What is Meant

Shahrur argues that understanding the Qur’an in the modern era cannot be achieved by traditional tools alone, but requires modern cognitive tools grounded in the development of the sciences and human knowledge Therefore, reading the Qur’an today should begin from the modern sciences and from epistemology

The Atom’s Structure in the Atlas

  • Type of argument: methodological
  • Argument movement: it requires modern cognitive tools to understand the contemporary Qur’an.
  • Key terms: contemporary reading, modern sciences, epistemology, cognitive tools.
  • Degree of centrality: central.

It replaces exclusive reliance on traditional tools with recourse to the modern sciences and epistemology.
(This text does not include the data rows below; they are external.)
//! Configuration module for the dispatch system.
//!
//! This module provides structures and utilities for managing the service
//! configuration. Configuration is loaded from a single TOML file; `${VAR}`
//! and `${VAR:-default}` references are resolved against the process
//! environment before parsing, and the result is validated so that every
//! component can be constructed without further checks.

pub mod builders;

use regex::Regex;
use serde::{Deserialize, Serialize};
use std::collections::HashMap;
use std::str::FromStr;
use thiserror::Error;

/// Errors that can occur during configuration operations.
#[derive(Debug, Error)]
pub enum ConfigError {
	/// Error that occurs during file I/O operations.
	#[error("IO error: {0}")]
	Io(#[from] std::io::Error),
	/// Error that occurs when parsing TOML configuration.
	#[error("Configuration error: {0}")]
	Parse(String),
	/// Error that occurs when configuration validation fails.
	#[error("Validation error: {0}")]
	Validation(String),
}

impl From<toml::de::Error> for ConfigError {
	fn from(err: toml::de::Error) -> Self {
		// Extract just the message without the huge input dump
		let message = err.message().to_string();
		ConfigError::Parse(message)
	}
}

/// Main configuration structure for the dispatch service.
///
/// Contains every section the service needs: instance settings, the HTTP
/// API server, the storage backend, the payment gateway provider, and the
/// notification fan-out.
#[derive(Debug, Clone, Deserialize, Serialize)]
pub struct Config {
	/// Settings for this service instance.
	#[serde(default)]
	pub service: ServiceConfig,
	/// Configuration for the HTTP API server.
	#[serde(default)]
	pub api: ApiConfig,
	/// Configuration for the storage backend.
	pub storage: StorageConfig,
	/// Configuration for the payment gateway.
	pub gateway: GatewayConfig,
	/// Configuration for notification fan-out channels.
	#[serde(default)]
	pub notify: NotifyConfig,
}

/// Settings for this service instance.
#[derive(Debug, Clone, Deserialize, Serialize)]
pub struct ServiceConfig {
	/// Default log filter, used when RUST_LOG and --log-level are absent.
	#[serde(default = "default_log_level")]
	pub log_level: String,
}

impl Default for ServiceConfig {
	fn default() -> Self {
		Self {
			log_level: default_log_level(),
		}
	}
}

fn default_log_level() -> String {
	"info".to_string()
}

/// Configuration for the HTTP API server.
#[derive(Debug, Clone, Deserialize, Serialize)]
pub struct ApiConfig {
	/// Whether the API server is enabled.
	#[serde(default = "default_api_enabled")]
	pub enabled: bool,
	/// Host address to bind the server to.
	#[serde(default = "default_api_host")]
	pub host: String,
	/// Port to bind the server to.
	#[serde(default = "default_api_port")]
	pub port: u16,
	/// Request timeout in seconds.
	#[serde(default = "default_api_timeout")]
	pub timeout_seconds: u64,
}

impl Default for ApiConfig {
	fn default() -> Self {
		Self {
			enabled: default_api_enabled(),
			host: default_api_host(),
			port: default_api_port(),
			timeout_seconds: default_api_timeout(),
		}
	}
}

fn default_api_enabled() -> bool {
	true
}

/// Returns the default API host of 127.0.0.1 (localhost).
fn default_api_host() -> String {
	"127.0.0.1".to_string()
}

/// Returns the default API port.
fn default_api_port() -> u16 {
	4000
}

/// Returns the default request timeout of 30 seconds.
fn default_api_timeout() -> u64 {
	30
}

/// Configuration for the storage backend.
#[derive(Debug, Clone, Deserialize, Serialize)]
pub struct StorageConfig {
	/// Which backend to use.
	pub backend: String,
	/// Map of backend names to their configurations.
	/// Each backend has its own configuration format stored as raw TOML values.
	pub backends: HashMap<String, toml::Value>,
}

/// Configuration for the payment gateway.
#[derive(Debug, Clone, Deserialize, Serialize)]
pub struct GatewayConfig {
	/// Which provider to use.
	pub provider: String,
	/// Currency code for checkout sessions.
	#[serde(default = "default_currency")]
	pub currency: String,
	/// Public URL the gateway calls back with the transaction reference.
	#[serde(default = "default_callback_url")]
	pub callback_url: String,
	/// Map of provider names to their configurations.
	/// Each provider has its own configuration format stored as raw TOML values.
	pub providers: HashMap<String, toml::Value>,
}

/// Returns the default checkout currency.
fn default_currency() -> String {
	"ETB".to_string()
}

/// Returns the default verification callback URL.
fn default_callback_url() -> String {
	"http://localhost:4000/api/payments/verify".to_string()
}

/// Configuration for notification fan-out channels.
#[derive(Debug, Clone, Deserialize, Serialize)]
pub struct NotifyConfig {
	/// Ring-buffer capacity of the broadcast channel.
	#[serde(default = "default_broadcast_capacity")]
	pub broadcast_capacity: usize,
	/// Ring-buffer capacity of each per-order scope channel.
	#[serde(default = "default_scope_capacity")]
	pub scope_capacity: usize,
}

impl Default for NotifyConfig {
	fn default() -> Self {
		Self {
			broadcast_capacity: default_broadcast_capacity(),
			scope_capacity: default_scope_capacity(),
		}
	}
}

fn default_broadcast_capacity() -> usize {
	256
}

fn default_scope_capacity() -> usize {
	64
}

/// Resolves environment variables in a string.
///
/// Replaces ${VAR_NAME} with the value of the environment variable VAR_NAME.
/// Supports default values with ${VAR_NAME:-default_value}.
///
/// Input strings are limited to 1MB to prevent ReDoS attacks.
pub(crate) fn resolve_env_vars(input: &str) -> Result<String, ConfigError> {
	// Limit input size to prevent ReDoS attacks
	const MAX_INPUT_SIZE: usize = 1024 * 1024; // 1MB
	if input.len() > MAX_INPUT_SIZE {
		return Err(ConfigError::Validation(format!(
			"Configuration file too large: {} bytes (max: {} bytes)",
			input.len(),
			MAX_INPUT_SIZE
		)));
	}

	let re = Regex::new(r"\$\{([A-Z_][A-Z0-9_]{0,127})(?::-([^}]{0,256}))?\}")
		.map_err(|e| ConfigError::Parse(format!("Regex error: {}", e)))?;

	let mut result = input.to_string();
	let mut replacements = Vec::new();

	for cap in re.captures_iter(input) {
		let full_match = cap.get(0).unwrap();
		let var_name = cap.get(1).unwrap().as_str();
		let default_value = cap.get(2).map(|m| m.as_str());

		let value = match std::env::var(var_name) {
			Ok(v) => v,
			Err(_) => {
				if let Some(default) = default_value {
					default.to_string()
				} else {
					return Err(ConfigError::Validation(format!(
						"Environment variable '{}' not found",
						var_name
					)));
				}
			},
		};

		replacements.push((full_match.start(), full_match.end(), value));
	}

	// Apply replacements in reverse order to maintain positions
	for (start, end, value) in replacements.iter().rev() {
		result.replace_range(start..end, value);
	}

	Ok(result)
}

impl Config {
	/// Loads configuration from a file with environment variable resolution.
	pub async fn from_file(path: &str) -> Result<Self, ConfigError> {
		let contents = tokio::fs::read_to_string(path).await?;
		contents.parse()
	}

	/// Validates the configuration to ensure all required fields are properly set.
	///
	/// - The selected storage backend must be configured in `storage.backends`
	/// - The selected gateway provider must be configured in `gateway.providers`
	/// - The checkout currency must be a 3-letter code
	/// - Channel capacities must be within sane bounds
	/// - The API section must carry a usable bind address when enabled
	fn validate(&self) -> Result<(), ConfigError> {
		// Validate storage config
		if self.storage.backend.is_empty() {
			return Err(ConfigError::Validation(
				"Storage backend cannot be empty".into(),
			));
		}
		if self.storage.backends.is_empty() {
			return Err(ConfigError::Validation(
				"At least one storage backend must be configured".into(),
			));
		}
		if !self.storage.backends.contains_key(&self.storage.backend) {
			return Err(ConfigError::Validation(format!(
				"Storage backend '{}' not found in backends",
				self.storage.backend
			)));
		}

		// Validate gateway config
		if self.gateway.provider.is_empty() {
			return Err(ConfigError::Validation(
				"Gateway provider cannot be empty".into(),
			));
		}
		if self.gateway.providers.is_empty() {
			return Err(ConfigError::Validation(
				"At least one gateway provider must be configured".into(),
			));
		}
		if !self.gateway.providers.contains_key(&self.gateway.provider) {
			return Err(ConfigError::Validation(format!(
				"Gateway provider '{}' not found in providers",
				self.gateway.provider
			)));
		}
		if self.gateway.currency.len() != 3
			|| !self.gateway.currency.chars().all(|c| c.is_ascii_uppercase())
		{
			return Err(ConfigError::Validation(format!(
				"Currency '{}' must be a 3-letter uppercase code",
				self.gateway.currency
			)));
		}
		if !self.gateway.callback_url.starts_with("http://")
			&& !self.gateway.callback_url.starts_with("https://")
		{
			return Err(ConfigError::Validation(format!(
				"Callback URL '{}' must be an http(s) URL",
				self.gateway.callback_url
			)));
		}

		// Validate notify config
		if self.notify.broadcast_capacity == 0 || self.notify.scope_capacity == 0 {
			return Err(ConfigError::Validation(
				"Notify channel capacities must be greater than 0".into(),
			));
		}
		if self.notify.broadcast_capacity > 65536 || self.notify.scope_capacity > 65536 {
			return Err(ConfigError::Validation(
				"Notify channel capacities cannot exceed 65536".into(),
			));
		}

		// Validate API config if enabled
		if self.api.enabled {
			if self.api.host.is_empty() {
				return Err(ConfigError::Validation("API host cannot be empty".into()));
			}
			if self.api.port == 0 {
				return Err(ConfigError::Validation("API port cannot be 0".into()));
			}
			if self.api.timeout_seconds == 0 || self.api.timeout_seconds > 300 {
				return Err(ConfigError::Validation(
					"API timeout_seconds must be between 1 and 300".into(),
				));
			}
		}

		Ok(())
	}
}

/// Parses configuration from a TOML string.
///
/// Environment variables are resolved and the configuration is validated
/// after parsing.
impl FromStr for Config {
	type Err = ConfigError;

	fn from_str(s: &str) -> Result<Self, Self::Err> {
		let resolved = resolve_env_vars(s)?;
		let config: Config = toml::from_str(&resolved)?;
		config.validate()?;
		Ok(config)
	}
}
This gives contemporary reading an epistemic foundation suited to the development of human understanding.

Grounding

  • Supporting text: «It moves to “epistemology” to say that understanding the contemporary Qur’an requires modern cognitive tools, and that human knowledge develops just as human reading of existence develops».

Place of Grounding in the Book

  • Book: The Qur’an in Contemporary Thought.
  • Location: in the first section of the book, in his discussion of the tools for understanding existence.
  • Type of grounding: close evidence.
  • Verification marker: its study requires cognitive tools
  • Reading note: this passage is suitable as evidence because it explicitly states the need for cognitive tools, knowledge, and proof to understand existing things.

Degree of Documentation

  • Level: structurally documented
  • Meaning of the level: the atom relies on more than one witness, or on a clear composition of closely related phrases.
  • Reason for classification: the idea is repeated in three witnesses with very similar formulations.
  • Limits of reading: the formulation above is an analytical summary, and should not be treated as a verbatim quotation unless the witness is quoted verbatim.

Its Function in the Book

Its function here is methodological; it regulates the way of reading or inferring that the book follows.

Editorial Note

The grounding points to updating the tools of understanding, not to the abolition of the text.